What the task requires: Each record should be copied exactly, and none of them omitted.

---------- Provided records

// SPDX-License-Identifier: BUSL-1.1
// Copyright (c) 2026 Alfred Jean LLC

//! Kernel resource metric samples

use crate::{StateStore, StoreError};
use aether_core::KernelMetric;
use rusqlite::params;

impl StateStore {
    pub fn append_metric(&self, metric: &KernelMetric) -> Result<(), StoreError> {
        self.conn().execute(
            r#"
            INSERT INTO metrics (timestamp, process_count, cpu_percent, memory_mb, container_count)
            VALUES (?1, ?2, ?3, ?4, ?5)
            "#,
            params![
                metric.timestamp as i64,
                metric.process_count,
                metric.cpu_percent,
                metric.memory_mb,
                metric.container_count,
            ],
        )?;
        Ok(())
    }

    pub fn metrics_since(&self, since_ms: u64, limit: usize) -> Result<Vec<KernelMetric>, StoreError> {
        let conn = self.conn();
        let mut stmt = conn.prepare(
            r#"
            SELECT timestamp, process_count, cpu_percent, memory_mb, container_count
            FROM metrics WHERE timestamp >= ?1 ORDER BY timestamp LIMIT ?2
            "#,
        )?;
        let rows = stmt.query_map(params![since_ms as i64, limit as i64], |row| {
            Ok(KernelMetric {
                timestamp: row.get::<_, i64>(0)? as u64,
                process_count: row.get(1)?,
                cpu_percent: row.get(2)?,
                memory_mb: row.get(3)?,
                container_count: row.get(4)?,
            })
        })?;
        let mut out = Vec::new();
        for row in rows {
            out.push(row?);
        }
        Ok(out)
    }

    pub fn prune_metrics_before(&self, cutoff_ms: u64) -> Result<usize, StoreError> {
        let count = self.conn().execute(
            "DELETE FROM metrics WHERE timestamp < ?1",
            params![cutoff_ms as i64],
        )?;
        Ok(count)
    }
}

--------------------

Solution for this task:
// SPDX-License-Identifier: BUSL-1.1
// Copyright (c) 2026 Alfred Jean LLC

//! Kernel resource metric samples

use crate::{StateStore, StoreError};
use aether_core::KernelMetric;
use rusqlite::params;

impl StateStore {
    pub fn append_metric(&self, metric: &KernelMetric) -> Result<(), StoreError> {
        self.conn().execute(
            r#"
            INSERT INTO metrics (timestamp, process_count, cpu_percent, memory_mb, container_count)
            VALUES (?1, ?2, ?3, ?4, ?5)
            "#,
            params![
                metric.timestamp as i64,
                metric.process_count,
                metric.cpu_percent,
                metric.memory_mb,
                metric.container_count,
            ],
        )?;
        Ok(())
    }

    pub fn metrics_since(&self, since_ms: u64, limit: usize) -> Result<Vec<KernelMetric>, StoreError> {
        let conn = self.conn();
        let mut stmt = conn.prepare(
            r#"
            SELECT timestamp, process_count, cpu_percent, memory_mb, container_count
            FROM metrics WHERE timestamp >= ?1 ORDER BY timestamp LIMIT ?2
            "#,
        )?;
        let rows = stmt.query_map(params![since_ms as i64, limit as i64], |row| {
            Ok(KernelMetric {
                timestamp: row.get::<_, i64>(0)? as u64,
                process_count: row.get(1)?,
                cpu_percent: row.get(2)?,
                memory_mb: row.get(3)?,
                container_count: row.get(4)?,
            })
        })?;
        let mut out = Vec::new();
        for row in rows {
            out.push(row?);
        }
        Ok(out)
    }

    pub fn prune_metrics_before(&self, cutoff_ms: u64) -> Result<usize, StoreError> {
        let count = self.conn().execute(
            "DELETE FROM metrics WHERE timestamp < ?1",
            params![cutoff_ms as i64],
        )?;
        Ok(count)
    }
}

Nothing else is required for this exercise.